DATA Block Start
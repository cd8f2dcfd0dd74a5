//! `ws63-flash` — a serial (UART) firmware flasher for WS63-class
//! microcontrollers.
//!
//! The library is organized the way the protocol itself is layered:
//! a pure CRC-16 codec ([`crc`]), a firmware package container parser
//! ([`package`]), a vendor command/response framing layer ([`frame`]),
//! a baud-rate handshake ([`handshake`]), a YMODEM-CRC sender
//! ([`ymodem`]), a transport abstraction ([`transport`]), and the
//! orchestrator that sequences all of the above ([`flasher`]).

pub mod constants;
pub mod crc;
pub mod error;
pub mod flasher;
pub mod frame;
pub mod handshake;
pub mod logging;
pub mod package;
pub mod transport;
pub mod ymodem;

pub use error::{FlashError, Result};
pub use flasher::{flash, FlashConfig};
pub use package::Package;
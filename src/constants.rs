//! WS63 flashing protocol constants.
//!
//! Magic numbers, command bytes, and defaults for the vendor framing layer,
//! the firmware package container, and the YMODEM-CRC transfer.

use std::time::Duration;

/// Magic value stored at offset 0 of a `.fwpkg` container (little-endian).
pub const FWPKG_MAGIC: u32 = 0xEFBE_ADDF;

/// Maximum number of embedded binaries a package may declare.
pub const FWPKG_MAX_ENTRIES: u16 = 16;

/// Size in bytes of one package entry record (name + 5 little-endian u32 fields).
pub const FWPKG_ENTRY_SIZE: usize = 52;

/// Size in bytes of the fixed package header (magic, crc, count, length).
pub const FWPKG_HEADER_SIZE: usize = 12;

/// Size in bytes of the `name` field within a package entry.
pub const FWPKG_NAME_SIZE: usize = 32;

/// Entry `type` value identifying the first-stage loader image.
pub const FWPKG_TYPE_LOADER: u32 = 0;

/// Entry `type` value identifying an application image.
pub const FWPKG_TYPE_APP: u32 = 1;

/// Vendor frame magic, little-endian on the wire as `EF BE AD DE`.
pub const FRAME_MAGIC: u32 = 0xDEAD_BEEF;
pub const FRAME_MAGIC_BYTES: [u8; 4] = [0xEF, 0xBE, 0xAD, 0xDE];

/// Minimum valid `total_len` for a vendor frame (magic + len + cmd + ~cmd + crc).
pub const FRAME_MIN_LEN: usize = 10;

/// Upper bound on a reply frame the receiver will accept (1024-byte payload + header/CRC).
pub const FRAME_MAX_LEN: usize = 1036;

/// Command byte: handshake / baud-rate negotiation.
pub const CMD_HANDSHAKE: u8 = 0xF0;

/// Command byte: download (flash program) request.
pub const CMD_DOWNLOAD: u8 = 0xD2;

/// Command byte: reset the target after flashing.
pub const CMD_RESET: u8 = 0x87;

/// Expected byte prefix of the device's handshake ACK frame.
pub const HANDSHAKE_ACK_PREFIX: [u8; 8] = [0xEF, 0xBE, 0xAD, 0xDE, 0x0C, 0x00, 0xE1, 0x1E];

/// Baud rate the target boots into and expects the initial handshake at.
pub const HANDSHAKE_BAUD: u32 = 115_200;

/// Recommended baud rates (spec §6); others are accepted with a warning.
pub const RECOMMENDED_BAUD_RATES: &[u32] = &[
    115_200, 230_400, 460_800, 500_000, 576_000, 921_600, 1_000_000, 1_152_000, 1_500_000,
    2_000_000,
];

/// Default target baud rate when the user does not specify one.
pub const DEFAULT_TARGET_BAUD: u32 = 921_600;

/// YMODEM short (SOH) block size: 1 + seq + ~seq + 128 data + 2 CRC.
pub const YMODEM_SHORT_BLOCK_LEN: usize = 133;

/// YMODEM long (STX) block size: 1 + seq + ~seq + 1024 data + 2 CRC.
pub const YMODEM_LONG_BLOCK_LEN: usize = 1029;

pub const YMODEM_SOH: u8 = 0x01;
pub const YMODEM_STX: u8 = 0x02;
pub const YMODEM_EOT: u8 = 0x04;
pub const YMODEM_ACK: u8 = 0x06;
pub const YMODEM_NAK: u8 = 0x15;
pub const YMODEM_C: u8 = b'C';

/// Data-area size of a short (SOH) block.
pub const YMODEM_SHORT_DATA_LEN: usize = 128;

/// Data-area size of a long (STX) block.
pub const YMODEM_LONG_DATA_LEN: usize = 1024;

/// Erase granularity used when computing `erase_size` for a DOWNLOAD command (spec §4.6/§9).
pub const ERASE_BLOCK_SIZE: u32 = 0x2000;

// ---------------------------------------------------------------------------
// Timing (spec §4, §5) — grouped here so tests can see every magic duration
// in one place even though most call sites read them via `FlashConfig`.
// ---------------------------------------------------------------------------

pub const HANDSHAKE_DEADLINE: Duration = Duration::from_secs(10);
pub const HANDSHAKE_POLL_GAP: Duration = Duration::from_millis(7);
pub const HANDSHAKE_SETTLE_DELAY: Duration = Duration::from_millis(500);

pub const FRAME_RECEIVE_DEADLINE: Duration = Duration::from_secs(5);

pub const YMODEM_C_WAIT_DEADLINE: Duration = Duration::from_secs(5);
pub const YMODEM_BLOCK_DEADLINE: Duration = Duration::from_secs(30);
pub const YMODEM_ACK_TIMEOUT: Duration = Duration::from_millis(1500);

pub const INTER_IMAGE_DELAY: Duration = Duration::from_millis(100);

pub const TRANSPORT_IO_TIMEOUT: Duration = Duration::from_secs(1);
DATA Block End
**WHAT IS REQUIRED**
Write out only the lines that run from the line containing "pub const CMD_HANDSHAKE: u8 = 0xF0;" through the line containing "pub const HANDSHAKE_ACK_PREFIX: [u8;", both included, exactly as they appear above.

**RESPONSE TO THE EXERCISE**
pub const CMD_HANDSHAKE: u8 = 0xF0;

/// Command byte: download (flash program) request.
pub const CMD_DOWNLOAD: u8 = 0xD2;

/// Command byte: reset the target after flashing.
pub const CMD_RESET: u8 = 0x87;

/// Expected byte prefix of the device's handshake ACK frame.
pub const HANDSHAKE_ACK_PREFIX: [u8; 8] = [0xEF, 0xBE, 0xAD, 0xDE, 0x0C, 0x00, 0xE1, 0x1E];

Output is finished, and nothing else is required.